Select from the data all lines with the word "query".
Segment Start: AVAILABLE DATA
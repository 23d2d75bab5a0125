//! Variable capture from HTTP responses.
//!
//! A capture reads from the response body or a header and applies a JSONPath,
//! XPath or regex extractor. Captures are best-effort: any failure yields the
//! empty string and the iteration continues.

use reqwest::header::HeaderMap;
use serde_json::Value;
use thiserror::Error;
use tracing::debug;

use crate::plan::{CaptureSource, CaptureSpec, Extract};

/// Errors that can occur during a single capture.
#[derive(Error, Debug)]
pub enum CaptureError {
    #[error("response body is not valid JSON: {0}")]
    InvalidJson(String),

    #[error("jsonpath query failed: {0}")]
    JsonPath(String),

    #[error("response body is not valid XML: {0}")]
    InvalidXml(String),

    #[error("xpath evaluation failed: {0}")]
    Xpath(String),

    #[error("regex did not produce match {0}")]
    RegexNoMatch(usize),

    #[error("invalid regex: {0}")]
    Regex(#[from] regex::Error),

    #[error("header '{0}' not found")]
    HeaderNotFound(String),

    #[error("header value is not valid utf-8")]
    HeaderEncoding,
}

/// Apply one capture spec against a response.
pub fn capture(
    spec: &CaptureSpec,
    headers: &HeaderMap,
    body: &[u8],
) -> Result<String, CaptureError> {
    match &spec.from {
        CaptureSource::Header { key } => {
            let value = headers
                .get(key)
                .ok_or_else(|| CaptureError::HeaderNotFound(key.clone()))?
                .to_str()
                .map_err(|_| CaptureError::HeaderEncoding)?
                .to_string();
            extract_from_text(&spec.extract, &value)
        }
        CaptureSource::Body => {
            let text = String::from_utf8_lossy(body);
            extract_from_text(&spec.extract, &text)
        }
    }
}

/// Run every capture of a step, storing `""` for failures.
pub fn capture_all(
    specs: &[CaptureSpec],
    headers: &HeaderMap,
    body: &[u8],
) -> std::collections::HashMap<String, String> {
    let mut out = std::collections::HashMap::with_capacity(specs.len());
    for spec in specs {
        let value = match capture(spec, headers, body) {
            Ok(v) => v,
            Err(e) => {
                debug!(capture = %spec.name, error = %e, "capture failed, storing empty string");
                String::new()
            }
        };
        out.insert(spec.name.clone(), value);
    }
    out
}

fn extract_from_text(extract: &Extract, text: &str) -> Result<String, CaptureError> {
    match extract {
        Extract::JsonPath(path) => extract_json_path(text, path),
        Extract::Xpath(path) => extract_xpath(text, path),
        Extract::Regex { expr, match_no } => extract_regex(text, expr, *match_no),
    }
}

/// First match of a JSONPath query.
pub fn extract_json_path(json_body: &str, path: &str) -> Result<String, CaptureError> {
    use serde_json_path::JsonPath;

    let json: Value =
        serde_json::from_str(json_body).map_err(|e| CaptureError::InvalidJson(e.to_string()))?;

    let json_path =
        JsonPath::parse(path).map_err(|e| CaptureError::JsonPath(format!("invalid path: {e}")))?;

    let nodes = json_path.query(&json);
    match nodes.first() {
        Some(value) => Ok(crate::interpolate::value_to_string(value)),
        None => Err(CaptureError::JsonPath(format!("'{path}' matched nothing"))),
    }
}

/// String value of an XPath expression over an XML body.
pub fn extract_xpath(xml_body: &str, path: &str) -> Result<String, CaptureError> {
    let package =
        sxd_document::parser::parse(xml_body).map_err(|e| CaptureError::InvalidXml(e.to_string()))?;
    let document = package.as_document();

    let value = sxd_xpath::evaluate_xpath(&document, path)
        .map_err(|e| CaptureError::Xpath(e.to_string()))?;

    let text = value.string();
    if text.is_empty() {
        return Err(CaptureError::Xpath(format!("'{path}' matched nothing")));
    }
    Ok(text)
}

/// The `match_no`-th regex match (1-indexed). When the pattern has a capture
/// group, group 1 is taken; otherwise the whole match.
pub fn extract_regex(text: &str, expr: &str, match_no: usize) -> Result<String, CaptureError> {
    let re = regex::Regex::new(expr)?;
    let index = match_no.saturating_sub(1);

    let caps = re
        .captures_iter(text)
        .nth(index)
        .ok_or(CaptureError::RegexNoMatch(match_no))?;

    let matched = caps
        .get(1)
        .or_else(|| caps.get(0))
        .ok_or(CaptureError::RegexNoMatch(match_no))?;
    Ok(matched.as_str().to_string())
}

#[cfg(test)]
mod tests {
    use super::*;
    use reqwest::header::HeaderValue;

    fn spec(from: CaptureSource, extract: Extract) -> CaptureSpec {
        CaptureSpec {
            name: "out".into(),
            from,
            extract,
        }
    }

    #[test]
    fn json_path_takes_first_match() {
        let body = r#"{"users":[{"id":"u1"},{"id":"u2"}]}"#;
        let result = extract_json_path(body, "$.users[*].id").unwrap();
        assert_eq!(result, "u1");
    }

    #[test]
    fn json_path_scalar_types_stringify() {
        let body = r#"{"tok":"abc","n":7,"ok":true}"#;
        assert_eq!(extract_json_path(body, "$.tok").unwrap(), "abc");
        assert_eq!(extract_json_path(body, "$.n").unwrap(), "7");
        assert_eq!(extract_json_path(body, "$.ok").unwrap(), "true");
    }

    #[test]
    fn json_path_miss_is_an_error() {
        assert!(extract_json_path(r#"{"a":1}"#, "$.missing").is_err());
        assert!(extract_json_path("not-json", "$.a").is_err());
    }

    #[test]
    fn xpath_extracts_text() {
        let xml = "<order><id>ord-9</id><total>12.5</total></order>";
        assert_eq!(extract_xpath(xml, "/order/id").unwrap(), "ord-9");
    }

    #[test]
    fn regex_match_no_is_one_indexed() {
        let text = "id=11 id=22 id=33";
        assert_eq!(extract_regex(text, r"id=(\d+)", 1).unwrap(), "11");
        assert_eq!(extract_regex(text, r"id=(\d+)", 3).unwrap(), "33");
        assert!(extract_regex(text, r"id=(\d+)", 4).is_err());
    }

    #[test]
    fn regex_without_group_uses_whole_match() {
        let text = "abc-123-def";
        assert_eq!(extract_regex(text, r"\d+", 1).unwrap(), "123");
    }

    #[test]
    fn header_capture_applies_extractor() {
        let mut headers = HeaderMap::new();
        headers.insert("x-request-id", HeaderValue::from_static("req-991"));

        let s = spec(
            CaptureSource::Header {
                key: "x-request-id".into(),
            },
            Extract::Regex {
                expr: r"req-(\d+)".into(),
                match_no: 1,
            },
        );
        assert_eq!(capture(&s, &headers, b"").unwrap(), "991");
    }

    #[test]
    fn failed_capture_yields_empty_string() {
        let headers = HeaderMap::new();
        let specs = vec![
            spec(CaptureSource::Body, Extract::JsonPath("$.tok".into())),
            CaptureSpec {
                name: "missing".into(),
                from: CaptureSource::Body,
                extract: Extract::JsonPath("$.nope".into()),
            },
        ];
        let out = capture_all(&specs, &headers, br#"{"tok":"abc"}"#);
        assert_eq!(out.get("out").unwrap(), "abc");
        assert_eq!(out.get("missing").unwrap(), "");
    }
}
Segment End: AVAILABLE DATA
Segment Start: AVAILABLE DATA
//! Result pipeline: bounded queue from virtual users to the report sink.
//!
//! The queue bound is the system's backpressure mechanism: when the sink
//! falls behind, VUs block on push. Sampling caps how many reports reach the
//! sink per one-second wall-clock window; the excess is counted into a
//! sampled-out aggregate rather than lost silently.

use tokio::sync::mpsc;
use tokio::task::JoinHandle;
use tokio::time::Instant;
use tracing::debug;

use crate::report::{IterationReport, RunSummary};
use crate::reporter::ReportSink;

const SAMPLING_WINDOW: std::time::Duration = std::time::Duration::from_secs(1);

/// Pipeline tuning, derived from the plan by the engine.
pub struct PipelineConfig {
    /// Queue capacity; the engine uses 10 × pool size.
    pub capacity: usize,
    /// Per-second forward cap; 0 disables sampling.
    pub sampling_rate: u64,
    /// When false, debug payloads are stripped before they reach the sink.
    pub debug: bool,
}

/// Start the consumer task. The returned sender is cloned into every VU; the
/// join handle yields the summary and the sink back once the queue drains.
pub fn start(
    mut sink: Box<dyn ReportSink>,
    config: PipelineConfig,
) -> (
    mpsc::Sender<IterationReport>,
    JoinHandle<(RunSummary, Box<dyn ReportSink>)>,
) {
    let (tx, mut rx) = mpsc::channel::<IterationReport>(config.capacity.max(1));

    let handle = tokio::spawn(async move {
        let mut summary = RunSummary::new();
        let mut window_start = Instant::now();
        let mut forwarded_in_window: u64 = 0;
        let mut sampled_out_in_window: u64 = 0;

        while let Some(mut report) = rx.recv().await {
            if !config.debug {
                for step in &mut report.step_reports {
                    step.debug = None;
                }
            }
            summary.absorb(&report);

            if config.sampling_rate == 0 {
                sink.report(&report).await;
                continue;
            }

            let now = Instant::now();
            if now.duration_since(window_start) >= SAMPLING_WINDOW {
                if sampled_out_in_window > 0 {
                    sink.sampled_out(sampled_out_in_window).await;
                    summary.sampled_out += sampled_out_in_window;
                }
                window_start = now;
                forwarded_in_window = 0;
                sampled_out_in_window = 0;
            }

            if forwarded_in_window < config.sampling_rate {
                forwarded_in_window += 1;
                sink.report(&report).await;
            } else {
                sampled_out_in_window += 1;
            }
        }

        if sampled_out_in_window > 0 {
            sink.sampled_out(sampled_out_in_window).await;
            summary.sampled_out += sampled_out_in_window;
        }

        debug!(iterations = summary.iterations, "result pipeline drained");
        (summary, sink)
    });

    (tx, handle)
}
Segment End: AVAILABLE DATA
OUTPUT OF THE EXERCISE
    #[error("jsonpath query failed: {0}")]
/// First match of a JSONPath query.
    let nodes = json_path.query(&json);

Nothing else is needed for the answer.